By NEIL HARTNELL
Tribune Business Editor
Incentives that sparked almost $202m of local investor demand for The Bahamas’ US dollar bonds has been “very, very significant” in driving an international debt turnaround, a senior official said yesterday.
Simon Wilson, the Ministry of Finance’s financial secretary, told Tribune Business that the Central Bank’s temporary elimination of the 5 percent Investment Currency Market (ICM) premium for Bahamians and residents wishing to purchase the Government’s international foreign currency bonds had been “very successful” in expanding the pool of available investors.
This, in turn, appears to have helped restore international capital market confidence in The Bahamas’ sovereign debt. And, with listed bond issues now trading close to ‘par’ or face value, and yields having dropped by close to 50 percent in percentage terms, the recovery will help to lower the country’s borrowing costs when it taps global investors again - although the Government is aiming to avoid this for the entire 2022-2023 fiscal year.
“Based on the information we have, it has been very significant,” Mr Wilson told this newspaper of the impact of the Central Bank’s waiver. “Not so much for the transactions executed, but for the perception and confidence. The competitive pressure those Bahamians brought to the market has been very, very significant.
“It’s produced competitive pressure in the market that didn’t exist. It’s been very successful. It provides competitive pressure where none existed.” Waiving the 5 percent premium, which effectively acts as a tax on overseas investments, for Bahamian government foreign currency bond purchases only has expanded the pool of potential purchasers, brought greater liquidity to the market and increased demand for government debt.
This has resulted in improved pricing and yields on listed Bahamian government debt. The foreign currency bond due to mature in 2024, and carrying a 5.75 percent interest coupon, has recovered from a 52-week low of 72.84 struck in August 2022 to close yesterday at 95.05 - just barely down on its high for the past year and only slightly off its face value. And the yield demanded by investors has dropped from the 20 percent range to 10.9 percent.

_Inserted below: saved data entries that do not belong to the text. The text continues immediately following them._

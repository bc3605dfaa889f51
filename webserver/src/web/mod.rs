//! Router assembly

pub mod auth;
pub mod handlers;

use axum::http::{header, Method};
use axum::routing::{get, post};
use axum::Router;
use tower_http::cors::{Any, CorsLayer};
use tower_http::trace::TraceLayer;

use crate::state::AppState;

/// CORS policy applied to every response, errors included
pub fn cors_layer() -> CorsLayer {
    CorsLayer::new()
        .allow_origin(Any)
        .allow_methods([Method::POST, Method::OPTIONS])
        .allow_headers([header::CONTENT_TYPE, header::AUTHORIZATION])
}

pub fn build_router(state: AppState) -> Router {
    Router::new()
        .route("/health", get(handlers::health))
        .route("/api/drills/generate", post(handlers::generate_drill))
        .route("/api/plans/generate", post(handlers::generate_plan))
        .route("/api/recommendations", post(handlers::recommend))
        .layer(cors_layer())
        .layer(TraceLayer::new_for_http())
        .with_state(state)
}
//! In-process artifact store

use std::collections::HashMap;

use async_trait::async_trait;
use tokio::sync::RwLock;
use uuid::Uuid;

use crate::error::WebServerResult;
use crate::traits::ArtifactStore;
use crate::types::{ArtifactRecord, StoredArtifact};

/// Artifacts held in memory, keyed by user then artifact id.
///
/// Contents are lost on restart.
#[derive(Default)]
pub struct InMemoryArtifactStore {
    records: RwLock<HashMap<String, HashMap<Uuid, ArtifactRecord>>>,
}

impl InMemoryArtifactStore {
    pub fn new() -> Self {
        Self::default()
    }

    pub async fn len(&self) -> usize {
        self.records.read().await.values().map(HashMap::len).sum()
    }

    pub async fn is_empty(&self) -> bool {
        self.len().await == 0
    }

    pub async fn get(&self, user_id: &str, id: &Uuid) -> Option<ArtifactRecord> {
        self.records
            .read()
            .await
            .get(user_id)
            .and_then(|records| records.get(id))
            .cloned()
    }
}

#[async_trait]
impl ArtifactStore for InMemoryArtifactStore {
    async fn upsert(&self, record: ArtifactRecord) -> WebServerResult<()> {
        self.records
            .write()
            .await
            .entry(record.user_id.clone())
            .or_default()
            .insert(record.id, record);
        Ok(())
    }

    async fn recent_drill_names(&self, user_id: &str, limit: usize) -> WebServerResult<Vec<String>> {
        let records = self.records.read().await;
        let Some(user_records) = records.get(user_id) else {
            return Ok(Vec::new());
        };

        let mut drills: Vec<&ArtifactRecord> = user_records
            .values()
            .filter(|r| matches!(r.artifact, StoredArtifact::Drill(_)))
            .collect();
        drills.sort_by(|a, b| b.created_at.cmp(&a.created_at));

        Ok(drills
            .into_iter()
            .take(limit)
            .map(|r| r.artifact.name().to_string())
            .collect())
    }
}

It was a similar story with other Bahamas listed debt. Data from the Frankfurt Stock Exchange showed that the $300m bond, placed at 6.95 percent and due to mature in 2029, has recovered from a 52-week low of a more than 50 percent discount to face value (49.76) set in August 2022 to last night close at 73.77. The yield sought by investors has also eased from around 19 percent to 13.1667 percent.
As for the $825m bond placed at 8.95 percent at COVID’s peak, and due to mature in 2032, the price has recovered from August’s 52-week low at 55.01 percent of face value to close last night at 79.9. The yield had also fallen, this time to 12.9559 percent.
Still, Mr Wilson said the Government will continue avoiding the international bond market for the foreseeable future. “We don’t want to go out to the market this fiscal period,” he affirmed. “We’re looking at going to market perhaps a year from now.”
The Central Bank yesterday confirmed it has approved $201.6m worth of potential investments in Bahamian government international foreign currency bonds under the waiver, although Mr Wilson said there was a difference between approvals and the sum that has actually been purchased by Bahamian and resident investors.
Those who remain interested in accessing the concession have only a limited window in which to do so as the regulator announced that the waiver, which was introduced in early October, will now expire at year-end after almost two months in existence.
“Since the waiver, the Central Bank approved a number of transactions valued at $201.6m. Approved applicants must complete transactions on or before January 31, 2023,” the Central Bank said. “The bank wishes to advise that application for the said waiver will cease to be accepted after 31 December, 2022. Further, any ICM application received by the bank on January 1, 2023, or thereafter, will incur the ICM premium of 5 percent....
“The waiver of the ICM premium on outflows would preclude any approved transactions from the partial ICM premium rebate on the capital upon the liquidation of the investment and repatriation of proceeds to The Bahamas.” Applications to participate must be made through resident trust companies or a broker/dealer.
Sir Franklyn Wilson, the Arawak Homes and Sunshine Holdings chairman, told Tribune Business that the waiver was one factor that had contributed to the turnaround in the Government’s internationally-held foreign currency bond. “The decision appears to be bearing some fruit. I am further advised that another contributing factor had to do with two things,” he said.
“My suspicion, or my intelligence, is that the Government of The Bahamas seems to have been doing a better job of talking to the international capital markets. Two, I’ve been told that Rothschild & Co, their advisors, have played a role in organising more of these opportunities when the technical people can speak to the Government’s financial situation have been made available to capital markets participants. I’m told the combination of these two things has made a big difference.”
Sir Franklyn added that the more settled situation facing The Bahamas’ international foreign currency debt was “an essential and necessary first step” in establishing a yield curve that will also help to properly value and price the Government’s domestic debt.
“It’s a very good first step,” he said of the recovery, “and we’ll see what comes next. We recognise, and others recognise, that we’ve done a hell of a lot. We’re at a different place to where we were just four months ago.”